In either case, Is anyone alive out here??
Out there: there was this moving from the interior of my quiet just-for-me, in the morning, in my yard or with my animals and then just being out in the world with people. After April, I was a lot more out in public, and there was a season where there wasn’t anything new going on—plant-wise. Everything that I could observe had sort of been developed. They were just in their flower… until things started dying.
But then people started dying. (I wanted to feel like a person right before the end of the world.)
The whole reason I happened to begin attending was—all of my life, everyone I’m related to, would attend in a very public way, they would call things by name, they would never be “oh that tree…” It was a yucateco or a piocha.

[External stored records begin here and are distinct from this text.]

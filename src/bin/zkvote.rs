use std::path::PathBuf;
use std::sync::Arc;

use alloy_primitives::Address;
use ark_bn254::Fr;
use anyhow::{bail, Context, Result};
use clap::{Parser, Subcommand};
use env_logger::Env;

use zkvote_client::chain::{ChainClient, VotingContract};
use zkvote_client::config::{Config, ENV_PRIVATE_KEY};
use zkvote_client::external_prover::ExternalProver;
use zkvote_client::flow::{FlowMode, FlowState, FlowStatus, StartParams, VotingFlow};
use zkvote_client::identity::{Identity, IdentityStore};
use zkvote_client::members::GroupMembersFetcher;
use zkvote_client::merkle::{verify_merkle_proof, MembershipTree};
use zkvote_client::prover::{LazyProver, ProofGenerator};
use zkvote_client::rpc::RpcContract;
use zkvote_client::storage::FileStore;
use zkvote_client::utils::field_to_u256;

/// Anonymous proposal voting client
#[derive(Parser, Debug)]
#[command(name = "zkvote", version)]
struct Args {
    /// JSON config file (defaults apply to missing fields)
    #[arg(short, long)]
    config: Option<PathBuf>,

    #[command(subcommand)]
    command: Command,
}

#[derive(Subcommand, Debug)]
enum Command {
    /// Manage the local voter identity
    Identity {
        #[command(subcommand)]
        action: IdentityAction,
    },
    /// Show a proposal, its options and member count
    Proposal { id: u64 },
    /// List member commitments of a proposal in insertion order
    Members { id: u64 },
    /// Check whether the local identity has joined a proposal
    Check { id: u64 },
    /// Join a proposal's group now and vote later
    Join {
        id: u64,
        /// Wait for the join transaction to be mined
        #[arg(long, default_value_t = false)]
        wait: bool,
    },
    /// Cast an anonymous vote
    ///
    /// Every vote draws a fresh scope, so two votes by one identity cannot be
    /// linked to each other. Whether a second vote counts is up to the contract.
    Vote {
        id: u64,
        option: u64,
        /// Join the group first in the same run
        #[arg(long, default_value_t = false)]
        join: bool,
        /// Wait for the vote transaction to be mined
        #[arg(long, default_value_t = false)]
        wait: bool,
    },
    /// Local self-test of identity and tree construction, plus RPC reachability
    Doctor,
}

#[derive(Subcommand, Debug)]
enum IdentityAction {
    /// Print the commitment, creating an identity if none exists
    Show,
    /// Replace the identity with a fresh one
    New,
    /// Print the private key backup string
    Export,
    /// Restore an identity from a backup string
    Import { private_key: String },
    /// Delete the identity; past votes stay unlinkable to any new one
    Clear,
}

#[tokio::main]
async fn main() -> Result<()> {
    env_logger::Builder::from_env(Env::default().default_filter_or("info")).init();

    let args = Args::parse();
    let config = Config::load(args.config.as_deref()).context("loading configuration")?;

    match args.command {
        Command::Identity { action } => identity_command(&config, action),
        Command::Proposal { id } => proposal_command(&config, id).await,
        Command::Members { id } => {
            let members = fetcher(&config, contract(&config)?)
                .fetch_group_members(id)
                .await
                .context("fetching group members")?;
            for (index, member) in members.iter().enumerate() {
                println!("{:>4}  {}", index, member);
            }
            Ok(())
        }
        Command::Check { id } => {
            let store = identity_store(&config);
            let Some(commitment) = store.commitment() else {
                bail!("no local identity; run `zkvote identity show` to create one");
            };
            let joined = fetcher(&config, contract(&config)?)
                .check_membership(id, commitment)
                .await;
            println!("{}", if joined { "joined" } else { "not joined" });
            Ok(())
        }
        Command::Join { id, wait } => {
            let mut store = identity_store(&config);
            let commitment = store.ensure_identity().context("creating identity")?;
            let params = StartParams {
                requires_join: true,
                proposal_id: id,
                identity_commitment: Some(commitment),
                mode: FlowMode::JoinOnly,
                ..StartParams::default()
            };
            run_flow(&config, params, wait).await
        }
        Command::Vote {
            id,
            option,
            join,
            wait,
        } => {
            let mut store = identity_store(&config);
            store.ensure_identity().context("creating identity")?;
            let identity = store.identity().cloned();
            let params = StartParams {
                requires_join: join,
                proposal_id: id,
                option_id: option,
                identity,
                mode: FlowMode::Full,
                ..StartParams::default()
            };
            run_flow(&config, params, wait).await
        }
        Command::Doctor => doctor(&config).await,
    }
}

fn identity_store(config: &Config) -> IdentityStore {
    IdentityStore::load(Arc::new(FileStore::new(&config.identity_dir)))
}

fn rpc_contract(config: &Config) -> Result<RpcContract> {
    let signer = Config::signer().context("reading signing key")?;
    RpcContract::connect(&config.rpc_url, config.contract_address, signer)
        .context("creating RPC client")
}

fn contract(config: &Config) -> Result<Arc<dyn VotingContract>> {
    Ok(Arc::new(rpc_contract(config)?))
}

fn fetcher(config: &Config, contract: Arc<dyn VotingContract>) -> GroupMembersFetcher {
    GroupMembersFetcher::new(contract, config.fetcher_config())
}

fn chain_client(config: &Config, contract: Arc<dyn VotingContract>) -> ChainClient {
    ChainClient::new(contract)
        .with_gas_limits(config.gas_limits())
        .with_receipt_polling(config.receipt_polling())
}

fn identity_command(config: &Config, action: IdentityAction) -> Result<()> {
    let mut store = identity_store(config);

    match action {
        IdentityAction::Show => {
            let commitment = store.ensure_identity()?;
            println!("commitment: {}", commitment);
            if let Some(created_at) = store.created_at() {
                println!("created:    {}", created_at.to_rfc3339());
            }
        }
        IdentityAction::New => {
            if store.has_identity() {
                eprintln!("replacing the current identity; votes cast with it can no longer be linked to you");
            }
            println!("commitment: {}", store.generate_identity()?);
        }
        IdentityAction::Export => {
            let exported = store.export_identity()?;
            println!("{}", serde_json::to_string_pretty(&exported)?);
        }
        IdentityAction::Import { private_key } => {
            let commitment = store
                .import_identity(&private_key)
                .context("importing identity")?;
            println!("commitment: {}", commitment);
        }
        IdentityAction::Clear => {
            store.clear_identity();
            println!("identity cleared");
        }
    }
    Ok(())
}

async fn proposal_command(config: &Config, id: u64) -> Result<()> {
    let contract = contract(config)?;
    let chain = chain_client(config, contract.clone());

    let info = chain.fetch_proposal(id).await.context("reading proposal")?;
    let options = chain.fetch_options(id).await.context("reading options")?;
    let members = fetcher(config, contract).member_count(id).await;

    println!("#{} {}", info.id, info.title);
    println!("  status:  {}", if info.is_active { "active" } else { "ended" });
    println!("  group:   {}", info.group_id);
    println!("  members: {}", members);
    for option in options {
        println!("  [{}] {} ({} votes)", option.id, option.name, option.vote_count);
    }
    Ok(())
}

async fn run_flow(config: &Config, params: StartParams, wait: bool) -> Result<()> {
    let contract = contract(config)?;
    let chain = chain_client(config, contract.clone());

    let settings = config.prover.clone();
    let backend = LazyProver::new(move || {
        ExternalProver::new(
            settings.program.clone(),
            settings.args.clone(),
            settings.wasm_path.clone(),
            settings.zkey_path.clone(),
        )
    });

    let flow = VotingFlow::new(
        chain.clone(),
        fetcher(config, contract),
        ProofGenerator::new(Arc::new(backend)),
    );
    flow.start(params).await;

    let state = flow.state();
    report(config, &state);

    if state.status != FlowStatus::Success {
        bail!(
            "voting flow failed ({:?}): {}",
            state.error_type,
            state.error_message.unwrap_or_default()
        );
    }

    if let (true, Some(last)) = (wait, state.last_success_tx) {
        let receipt = chain
            .wait_for_receipt(last.hash)
            .await
            .context("waiting for confirmation")?;
        println!("confirmed in block {}", receipt.block_number);
    }
    Ok(())
}

fn report(config: &Config, state: &FlowState) {
    if let Some(hash) = state.tx_hashes.join {
        println!("join tx: {}", hash);
    }
    if let Some(hash) = state.tx_hashes.vote {
        println!("vote tx: {}", hash);
    }
    if let Some(last) = state.last_success_tx {
        // Submitted, not yet final: point the user at the explorer
        println!("{} submitted: {}", last.kind, config.explorer_tx_url(&last.hash));
    }
}

async fn doctor(config: &Config) -> Result<()> {
    let me = Identity::generate().context("generating throwaway identity")?;
    let others = [Identity::generate()?, Identity::generate()?];

    let mut tree = MembershipTree::new()?;
    tree.insert(me.commitment())?;
    for other in &others {
        tree.insert(other.commitment())?;
    }

    let Some(root) = tree.root() else {
        bail!("tree has members but no root");
    };
    println!("identity:   {}", me.commitment());
    println!("group size: {}", tree.size());
    println!("tree depth: {}", tree.depth());
    println!("tree root:  {}", root);

    let path = tree.proof(0)?;
    if !verify_merkle_proof(&path, tree.depth())? {
        bail!("membership path of a fresh member does not verify");
    }
    let nullifier = me.nullifier(Fr::from(1u64))?;
    println!("nullifier:  {}", field_to_u256(nullifier));
    println!("local checks passed");

    let rpc = rpc_contract(config)?;
    match rpc.block_number().await {
        Ok(head) => println!("rpc:        {} at block {}", config.rpc_url, head),
        Err(e) => println!("rpc:        {} unreachable ({})", config.rpc_url, e),
    }
    match rpc.sender() {
        Some(sender) => println!("signer:     {}", sender),
        None => println!("signer:     none, join/vote disabled (set {})", ENV_PRIVATE_KEY),
    }
    if config.contract_address == Address::ZERO {
        println!("contract:   not configured (set ZKVOTE_CONTRACT)");
    }
    println!("scan from:  block {}", config.deployment_block);
    Ok(())
}
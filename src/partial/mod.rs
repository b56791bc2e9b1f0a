//! Partial execution: grouping of inbound connections and re-execution plans.

mod group;
mod plan;
mod planner;

pub use group::{Group, by_input_then_source, group, group_connections};
pub use plan::{Plan, PlanStep};
pub use planner::{Planner, plan};
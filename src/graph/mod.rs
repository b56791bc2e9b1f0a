mod connection;
mod graph;
mod node;

pub use connection::{Connection, Port};
pub use graph::Graph;
pub use node::{Node, NodeId};
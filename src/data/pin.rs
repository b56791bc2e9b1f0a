//! User-pinned test data.

use std::{
    collections::{BTreeMap, HashMap},
    hash::BuildHasher,
};

use serde_json::Value;

use crate::{PartflowError, Result};

/// Pinned items keyed by node name.
pub type PinData = HashMap<String, Vec<Value>>;

/// Read access to a pinned data snapshot.
pub trait PinDataStore {
    fn get(
        &self,
        node_name: &str,
    ) -> Option<&[Value]>;
}

impl<S: BuildHasher> PinDataStore for HashMap<String, Vec<Value>, S> {
    fn get(
        &self,
        node_name: &str,
    ) -> Option<&[Value]> {
        HashMap::get(self, node_name).map(Vec::as_slice)
    }
}

impl PinDataStore for BTreeMap<String, Vec<Value>> {
    fn get(
        &self,
        node_name: &str,
    ) -> Option<&[Value]> {
        BTreeMap::get(self, node_name).map(Vec::as_slice)
    }
}

/// Decodes a pinned data snapshot from JSON.
pub fn pin_data_from_json(s: &str) -> Result<PinData> {
    serde_json::from_str::<PinData>(s).map_err(|e| PartflowError::Convert(format!("invalid pinned data: {}", e)))
}
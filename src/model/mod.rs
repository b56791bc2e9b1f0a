mod connection;
mod node;
mod workflow;

pub use connection::ConnectionModel;
pub use node::NodeModel;
pub use workflow::WorkflowModel;
//! # Partflow
//!
//! Partflow plans partial executions of node-based workflows. When only part
//! of a previously executed workflow has to run again, for example after one
//! node was edited, it decides which nodes must run and which combinations
//! of upstream outputs each of them is fed with.
//!
//! ## Core Features
//!
//! - **Graph Model**: Immutable workflow topology with indexed, fan-in capable connections
//! - **Data Availability**: Reuse of historical run data and user-pinned test data
//! - **Source Data Grouping**: Deterministic grouping of inbound connections into execution attempts
//! - **Re-execution Plans**: Topologically ordered plans with explicit incomplete attempts
//!
//! The planner never executes nodes and never mutates the data it is given.
//!
//! ## Quick Start
//!
//! ```rust,ignore
//! use partflow::{DataOracle, Graph, WorkflowModel, plan};
//!
//! let workflow = WorkflowModel::from_json(json_str)?;
//! let graph = Graph::try_from(&workflow)?;
//! let oracle = DataOracle::new(&run_data, &pin_data);
//!
//! let target = graph.node("Merge").cloned().unwrap();
//! let plan = plan(&target, &graph, &oracle)?;
//! println!("{}", plan.schema());
//! ```

mod config;
mod data;
mod error;
mod graph;
mod model;
mod partial;

pub use config::PlannerConfig;
pub use data::*;
pub use error::PartflowError;
pub use graph::*;
pub use model::*;
pub use partial::*;

/// Result type alias for Partflow operations.
pub type Result<T> = std::result::Result<T, PartflowError>;
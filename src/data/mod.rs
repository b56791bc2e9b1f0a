//! Run data, pinned data and the availability oracle built on top of them.

mod oracle;
mod pin;
mod run;

pub use oracle::DataOracle;
pub use pin::{PinData, PinDataStore, pin_data_from_json};
pub use run::{ExecutionStatus, RunData, RunDataStore, RunRecord, run_data_from_json};
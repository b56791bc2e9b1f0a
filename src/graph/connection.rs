//! Directed, indexed connections between nodes.
//!
//! Several connections may target the same input slot of a node (fan-in).
//! Connections are value objects; the graph owns them.

use std::fmt;

use serde::{Deserialize, Serialize};

use crate::graph::node::Node;

/// Output and input slot of a stored connection.
#[derive(Serialize, Deserialize, Debug, Clone, Copy, Default, PartialEq, Eq, Hash)]
pub struct Port {
    pub output_index: usize,
    pub input_index: usize,
}

/// A connection from an output slot of one node to an input slot of another.
#[derive(Serialize, Deserialize, Debug, Clone, PartialEq, Eq, Hash)]
pub struct Connection {
    /// Source node.
    pub from: Node,
    /// Target node.
    pub to: Node,
    /// Output slot of the source node.
    pub output_index: usize,
    /// Input slot of the target node.
    pub input_index: usize,
}

impl Connection {
    pub fn new(
        from: &Node,
        to: &Node,
        output_index: usize,
        input_index: usize,
    ) -> Self {
        Self {
            from: from.clone(),
            to: to.clone(),
            output_index,
            input_index,
        }
    }

    pub(crate) fn from_port(
        from: &Node,
        to: &Node,
        port: Port,
    ) -> Self {
        Self::new(from, to, port.output_index, port.input_index)
    }

    pub(crate) fn port(&self) -> Port {
        Port {
            output_index: self.output_index,
            input_index: self.input_index,
        }
    }
}

impl fmt::Display for Connection {
    fn fmt(
        &self,
        f: &mut fmt::Formatter<'_>,
    ) -> fmt::Result {
        write!(f, "{}[{}] -> {}[{}]", self.from.name, self.output_index, self.to.name, self.input_index)
    }
}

Specifically, my parents would be like “let’s go stand outside and see what’s going on.” Like the four of us would stand in a yard the size of a postage stamp. Everybody had to say something, like an observation… I remember this is how the farmers would talk to each other. (Good harvest, bad harvest.) “Look at the leaves, look at the coffee—you think we’ll ever drink a cup from that coffee?”
Or my mom would be like “remember you brought me that cutting, and now look at it!” and she would give me cuttings and ask after them, “How’s the plumeria doing,” or, “Did you plant that bulb I gave you?”
And if it dies on me I feel awful, like I couldn’t make it work, like it died of sorrow: “se puso triste.”
About attending, being the person who attends: in the wilderness—I am caretaker, steward. Mother, priestess. In the service of that thing. (And stealing—I learned to steal or barter with plants.)
we echo voices on each other’s pages
About attending, being the person who attends: in the city, learning to visit and be visited differently. What you do not see this year: A bear. A fox. A snake. How to be a human person mammal without them. How to see one another, people and their bodies.
and yet it became a way of seeing or of time sowing itself.